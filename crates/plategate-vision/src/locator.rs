//! Plate localization: frame in, cropped plate (or nothing) out.

use std::ffi::OsString;

use image::DynamicImage;
use serde::Deserialize;
use tracing::{debug, warn};

use plategate_types::Result;

use crate::command::{scratch_path, ExternalCommand};
use crate::crop::PlateCrop;

/// Finds the plate in a full camera frame
pub trait PlateLocator: Send + Sync {
    fn locate(&self, frame: &DynamicImage) -> Result<Option<PlateCrop>>;
}

/// Treats the whole frame as the plate; used for pre-cropped input or when
/// no detector is configured.
#[derive(Debug, Default, Clone, Copy)]
pub struct WholeFrameLocator;

impl PlateLocator for WholeFrameLocator {
    fn locate(&self, frame: &DynamicImage) -> Result<Option<PlateCrop>> {
        if frame.width() == 0 || frame.height() == 0 {
            return Ok(None);
        }
        Ok(Some(PlateCrop::new(frame.clone())))
    }
}

#[derive(Debug, Deserialize)]
struct PlateDetectionResult {
    detected: bool,
    confidence: Option<f32>,
    bbox: Option<Vec<i64>>,
    elapsed_ms: Option<u32>,
    error: Option<String>,
}

/// Plate detector run as a subprocess (YOLO or similar).
///
/// Invoked as `<command> --image <frame> --min-conf <c> --output-crop <png>`.
/// The tool either writes the crop to the given path or reports a
/// `[x1, y1, x2, y2]` bounding box that is cropped here.
#[derive(Debug, Clone)]
pub struct CommandPlateLocator {
    command: ExternalCommand,
    min_conf: f32,
}

impl CommandPlateLocator {
    pub fn new(command_line: &str, min_conf: f32) -> Result<Self> {
        Ok(Self {
            command: ExternalCommand::parse(command_line)?,
            min_conf,
        })
    }
}

impl PlateLocator for CommandPlateLocator {
    fn locate(&self, frame: &DynamicImage) -> Result<Option<PlateCrop>> {
        let frame_path = scratch_path("plategate_frame", "png");
        let crop_path = scratch_path("plategate_crop", "png");
        frame.save_with_format(&frame_path, image::ImageFormat::Png)?;

        let args = [
            OsString::from("--image"),
            frame_path.clone().into_os_string(),
            OsString::from("--min-conf"),
            OsString::from(format!("{}", self.min_conf)),
            OsString::from("--output-crop"),
            crop_path.clone().into_os_string(),
        ];

        let response = self.command.run_json::<PlateDetectionResult>(&args);
        let _ = std::fs::remove_file(&frame_path);

        let parsed = match response {
            Ok(parsed) => parsed,
            Err(err) => {
                warn!(error = %err, "plate locator failed");
                let _ = std::fs::remove_file(&crop_path);
                return Ok(None);
            }
        };

        if let Some(ref error) = parsed.error {
            warn!(error = %error, "plate locator reported an error");
        }

        if !parsed.detected {
            debug!("plate locator: no plate detected");
            let _ = std::fs::remove_file(&crop_path);
            return Ok(None);
        }

        debug!(
            confidence = parsed.confidence.unwrap_or(0.0),
            elapsed_ms = parsed.elapsed_ms.unwrap_or(0),
            "plate located"
        );

        if crop_path.exists() {
            let crop = PlateCrop::open(&crop_path);
            let _ = std::fs::remove_file(&crop_path);
            return crop.map(Some);
        }

        Ok(parsed.bbox.as_deref().and_then(|bbox| crop_bbox(frame, bbox)))
    }
}

/// Crop `[x1, y1, x2, y2]` out of the frame, clamped to its bounds
fn crop_bbox(frame: &DynamicImage, bbox: &[i64]) -> Option<PlateCrop> {
    let [x1, y1, x2, y2] = bbox else {
        return None;
    };
    let clamp_x = |v: i64| v.clamp(0, frame.width() as i64) as u32;
    let clamp_y = |v: i64| v.clamp(0, frame.height() as i64) as u32;
    let (x1, x2) = (clamp_x(*x1), clamp_x(*x2));
    let (y1, y2) = (clamp_y(*y1), clamp_y(*y2));

    if x2 <= x1 || y2 <= y1 {
        return None;
    }
    Some(PlateCrop::new(frame.crop_imm(x1, y1, x2 - x1, y2 - y1)))
}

**Exercise directions**
Copy whichever lines above contain the string "args".

**Reply**
        let args = [
        let response = self.command.run_json::<PlateDetectionResult>(&args);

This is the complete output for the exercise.